Ao abordar o uso da inteligência artificial nas organizações, o especialista destacou que, até o momento, a principal aplicação da tecnologia tem sido relacionada ao aumento de produtividade, e não necessariamente à geração de vantagem competitiva. Para ele, essa diferença ganha peso diante de um cenário em que a produtividade brasileira permanece estagnada há anos.
Outro ponto levantado durante a palestra foi a velocidade das transformações no mercado de trabalho. Segundo Igreja, 25% das competências mudam a cada ano, o que exige uma revisão constante das atividades realizadas pelas equipes.
“O que tinha valor há cinco anos hoje pode valer zero”, resumiu o palestrante, ao provocar os profissionais a analisarem se as tarefas desenvolvidas pelas equipes ainda geram valor para as organizações.
Para Igreja, esse é um dos principais efeitos da chamada inteligência ampliada: a tecnologia eleva a régua do trabalho humano. Atividades que antes exigiam tempo e conhecimento especializado podem ser realizadas de forma mais rápida ou automatizada, fazendo com que o diferencial profissional esteja cada vez mais na capacidade de interpretar, criar, decidir e gerar valor.
O risco de desaprender
A palestra também trouxe uma reflexão sobre a relação das pessoas com o conhecimento. Com o acesso facilitado à informação e a popularização das ferramentas de inteligência artificial, Igreja alertou para o risco de transferir para a tecnologia não apenas a execução das tarefas, mas também o próprio processo de aprendizagem e raciocínio.

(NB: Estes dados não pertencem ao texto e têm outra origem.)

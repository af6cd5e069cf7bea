use std::collections::BTreeSet;

use indicatif::{ProgressBar, ProgressStyle};
use tch::{Device, Kind, Tensor};
use tracing::debug;

use super::{respace::respace_betas, ModelMeanType, ModelVarType};
use crate::{conditioning::Conditioning, dit::Denoiser, error::SampleError};

/// Options of a single call to [`GaussianDiffusion::p_sample_loop`].
#[derive(Debug, Clone, Default)]
pub struct SampleOptions {
    /// Clamp the predicted `x_0` to `[-1, 1]`.
    pub clip_denoised: bool,
    /// Training timestep to start the reverse process from; the initial
    /// noise is treated as the sample at that timestep.
    pub t_start: Option<i64>,
    pub progress: bool,
}

#[derive(Debug)]
pub struct MeanVariance {
    pub mean: Tensor,
    pub log_variance: Tensor,
    pub pred_xstart: Tensor,
}

/// Schedule-derived quantities of a (possibly respaced) diffusion process.
/// All arrays are indexed by the respaced step.
#[derive(Debug, Clone)]
pub struct GaussianDiffusion {
    betas: Vec<f64>,
    timestep_map: Vec<i64>,
    original_num_steps: usize,
    sqrt_recip_alphas_cumprod: Vec<f64>,
    sqrt_recipm1_alphas_cumprod: Vec<f64>,
    posterior_variance: Vec<f64>,
    posterior_log_variance_clipped: Vec<f64>,
    posterior_mean_coef1: Vec<f64>,
    posterior_mean_coef2: Vec<f64>,
    mean_type: ModelMeanType,
    var_type: ModelVarType,
}

impl GaussianDiffusion {
    pub fn new(betas: Vec<f64>, mean_type: ModelMeanType, var_type: ModelVarType) -> Self {
        let timestep_map = (0..betas.len() as i64).collect();
        let original_num_steps = betas.len();
        Self::with_timestep_map(betas, timestep_map, original_num_steps, mean_type, var_type)
    }

    /// Diffusion over the subset `use_timesteps` of the schedule `base_betas`.
    pub fn spaced(
        use_timesteps: &BTreeSet<usize>,
        base_betas: &[f64],
        mean_type: ModelMeanType,
        var_type: ModelVarType,
    ) -> Self {
        let (betas, timestep_map) = respace_betas(use_timesteps, base_betas);
        Self::with_timestep_map(betas, timestep_map, base_betas.len(), mean_type, var_type)
    }

    fn with_timestep_map(
        betas: Vec<f64>,
        timestep_map: Vec<i64>,
        original_num_steps: usize,
        mean_type: ModelMeanType,
        var_type: ModelVarType,
    ) -> Self {
        let mut alphas_cumprod = Vec::with_capacity(betas.len());
        let mut acc = 1.0;
        for beta in betas.iter() {
            acc *= 1.0 - beta;
            alphas_cumprod.push(acc);
        }
        let alphas_cumprod_prev: Vec<f64> =
            std::iter::once(1.0).chain(alphas_cumprod.iter().copied()).take(betas.len()).collect();
        let sqrt_recip_alphas_cumprod = alphas_cumprod.iter().map(|a| (1.0 / a).sqrt()).collect();
        let sqrt_recipm1_alphas_cumprod = alphas_cumprod.iter().map(|a| (1.0 / a - 1.0).sqrt()).collect();

        let posterior_variance: Vec<f64> = (0..betas.len())
            .map(|i| betas[i] * (1.0 - alphas_cumprod_prev[i]) / (1.0 - alphas_cumprod[i]))
            .collect();
        // The posterior variance is 0 at the start of the chain.
        let first = posterior_variance.get(1).copied().unwrap_or(betas[0]);
        let posterior_log_variance_clipped = std::iter::once(first)
            .chain(posterior_variance.iter().skip(1).copied())
            .map(f64::ln)
            .collect();
        let posterior_mean_coef1 = (0..betas.len())
            .map(|i| betas[i] * alphas_cumprod_prev[i].sqrt() / (1.0 - alphas_cumprod[i]))
            .collect();
        let posterior_mean_coef2 = (0..betas.len())
            .map(|i| (1.0 - alphas_cumprod_prev[i]) * (1.0 - betas[i]).sqrt() / (1.0 - alphas_cumprod[i]))
            .collect();

        Self {
            betas,
            timestep_map,
            original_num_steps,
            sqrt_recip_alphas_cumprod,
            sqrt_recipm1_alphas_cumprod,
            posterior_variance,
            posterior_log_variance_clipped,
            posterior_mean_coef1,
            posterior_mean_coef2,
            mean_type,
            var_type,
        }
    }

    pub fn num_timesteps(&self) -> usize {
        self.betas.len()
    }

    pub fn betas(&self) -> &[f64] {
        &self.betas
    }

    /// Training timestep of every respaced step.
    pub fn timestep_map(&self) -> &[i64] {
        &self.timestep_map
    }

    pub fn var_type(&self) -> ModelVarType {
        self.var_type
    }

    /// Respaced step at which sampling starts for a training timestep
    /// `t_start`: the last step whose training timestep does not exceed it.
    pub fn start_index(&self, t_start: Option<i64>) -> Result<usize, SampleError> {
        let last = self.num_timesteps() - 1;
        let Some(t_start) = t_start else {
            return Ok(last);
        };
        if t_start < 0 || t_start >= self.original_num_steps as i64 {
            return Err(SampleError::InvalidStartTimestep {
                t_start,
                num_timesteps: self.original_num_steps as i64,
            });
        }
        Ok(self.timestep_map.iter().rposition(|t| *t <= t_start).unwrap_or(0))
    }

    fn predict_xstart_from_eps(&self, x: &Tensor, step: usize, eps: &Tensor) -> Tensor {
        x * self.sqrt_recip_alphas_cumprod[step] - eps * self.sqrt_recipm1_alphas_cumprod[step]
    }

    fn q_posterior_mean(&self, x_start: &Tensor, x: &Tensor, step: usize) -> Tensor {
        x_start * self.posterior_mean_coef1[step] + x * self.posterior_mean_coef2[step]
    }

    /// Mean and log variance of `p(x_{t-1} | x_t)` at respaced step `step`.
    pub fn p_mean_variance<M: Denoiser + ?Sized>(
        &self,
        model: &M,
        x: &Tensor,
        step: usize,
        cond: &Conditioning,
        clip_denoised: bool,
    ) -> MeanVariance {
        let size = x.size();
        let (b, c) = (size[0], size[1]);
        let device = x.device();
        let timestep = self.timestep_map[step];
        let t = Tensor::full([b], timestep, (Kind::Int64, device));
        let labels = cond.labels_tensor_at(timestep, device);
        let model_output = model.forward_with_cfg(x, &t, &labels, cond.cfg_scale);

        let (model_output, log_variance) = match self.var_type {
            ModelVarType::LearnedRange => {
                let output = model_output.narrow(1, 0, c);
                let var_values = model_output.narrow(1, c, c);
                let min_log = self.posterior_log_variance_clipped[step];
                let max_log = self.betas[step].ln();
                let frac = (var_values + 1.) / 2.;
                let log_variance = &frac * max_log + (frac.ones_like() - &frac) * min_log;
                (output, log_variance)
            }
            ModelVarType::FixedLarge => {
                // Use the beta itself, except for the first step where the
                // posterior variance gives a better log-likelihood.
                let variance = if step == 0 {
                    self.posterior_variance.get(1).copied().unwrap_or(self.betas[0])
                } else {
                    self.betas[step]
                };
                (model_output.narrow(1, 0, c), x.full_like(variance.ln()))
            }
            ModelVarType::FixedSmall => {
                (model_output.narrow(1, 0, c), x.full_like(self.posterior_log_variance_clipped[step]))
            }
        };

        let pred_xstart = match self.mean_type {
            ModelMeanType::Epsilon => self.predict_xstart_from_eps(x, step, &model_output),
            ModelMeanType::StartX => model_output,
        };
        let pred_xstart = if clip_denoised { pred_xstart.clamp(-1., 1.) } else { pred_xstart };
        let mean = self.q_posterior_mean(&pred_xstart, x, step);
        MeanVariance { mean, log_variance, pred_xstart }
    }

    /// One ancestral step from `x_t` to `x_{t-1}`; no noise is added at the
    /// last step.
    pub fn p_sample<M: Denoiser + ?Sized>(
        &self,
        model: &M,
        x: &Tensor,
        step: usize,
        cond: &Conditioning,
        clip_denoised: bool,
    ) -> Tensor {
        let out = self.p_mean_variance(model, x, step, cond, clip_denoised);
        if step == 0 {
            return out.mean;
        }
        let noise = x.randn_like();
        out.mean + (out.log_variance * 0.5).exp() * noise
    }

    /// Runs the reverse process on a doubled (conditional + unconditional)
    /// batch and returns the final sample, still doubled.
    pub fn p_sample_loop<M: Denoiser + ?Sized>(
        &self,
        model: &M,
        shape: &[i64],
        noise: Option<Tensor>,
        cond: &Conditioning,
        options: &SampleOptions,
        device: Device,
    ) -> Result<Tensor, SampleError> {
        let start = self.start_index(options.t_start)?;
        if self.var_type == ModelVarType::LearnedRange && !model.learn_sigma() {
            return Err(SampleError::VarianceNotPredicted);
        }
        let mut img = match noise {
            Some(noise) => noise,
            None => Tensor::randn(shape, (Kind::Float, device)),
        };

        let pb = if options.progress { ProgressBar::new(start as u64 + 1) } else { ProgressBar::hidden() };
        pb.set_style(
            ProgressStyle::with_template("{elapsed_precise} | ETA {eta_precise} [{bar:40.cyan/blue}] {pos}/{len} | t={msg}")
                .unwrap_or_else(|_| ProgressStyle::default_bar())
                .progress_chars("=>-"),
        );
        debug!(start, timestep = self.timestep_map[start], "starting reverse process");
        for step in (0..=start).rev() {
            pb.set_message(self.timestep_map[step].to_string());
            img = self.p_sample(model, &img, step, cond, options.clip_denoised);
            pb.inc(1);
        }
        pb.finish_and_clear();
        Ok(img)
    }
}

Segundo ele, o chamado “modo IA” pode levar a um processo de “emburrecimento”, na medida em que as pessoas deixam de desenvolver determinadas capacidades porque passam a delegar à ferramenta aquilo que antes precisavam aprender a fazer.
A questão, portanto, não seria simplesmente adotar ou não a inteligência artificial, mas compreender o que deve ser delegado à tecnologia e o que precisa continuar sendo desenvolvido pelo ser humano.
Ao longo da palestra “Estratégia e inteligência ampliada na Administração”, mediada pela Adm.ª Alline Zanoni, superintendente interina do Sebrae/ES, Igreja reforçou que a IA representa uma mudança estrutural na gestão.
Para o especialista, existe um “antes e depois” da gestão com a inteligência artificial. A transformação já está em curso, e o desafio para empresas e profissionais da Administração é compreender como utilizar a tecnologia sem perder a capacidade humana de pensar, aprender e tomar decisões.
A palestra abriu a programação de conteúdos do II Fórum Capixaba de Administração, que reúne profissionais, estudantes, especialistas e lideranças para discutir os impactos das novas tecnologias, dos dados e das transformações do mundo do trabalho sobre a Administração.
Com o tema “Administração na era da inteligência ampliada: pessoas, dados, decisão”, o Fórum integra as ações do CRA-ES em comemoração aos 61 anos da regulamentação da profissão de Administração.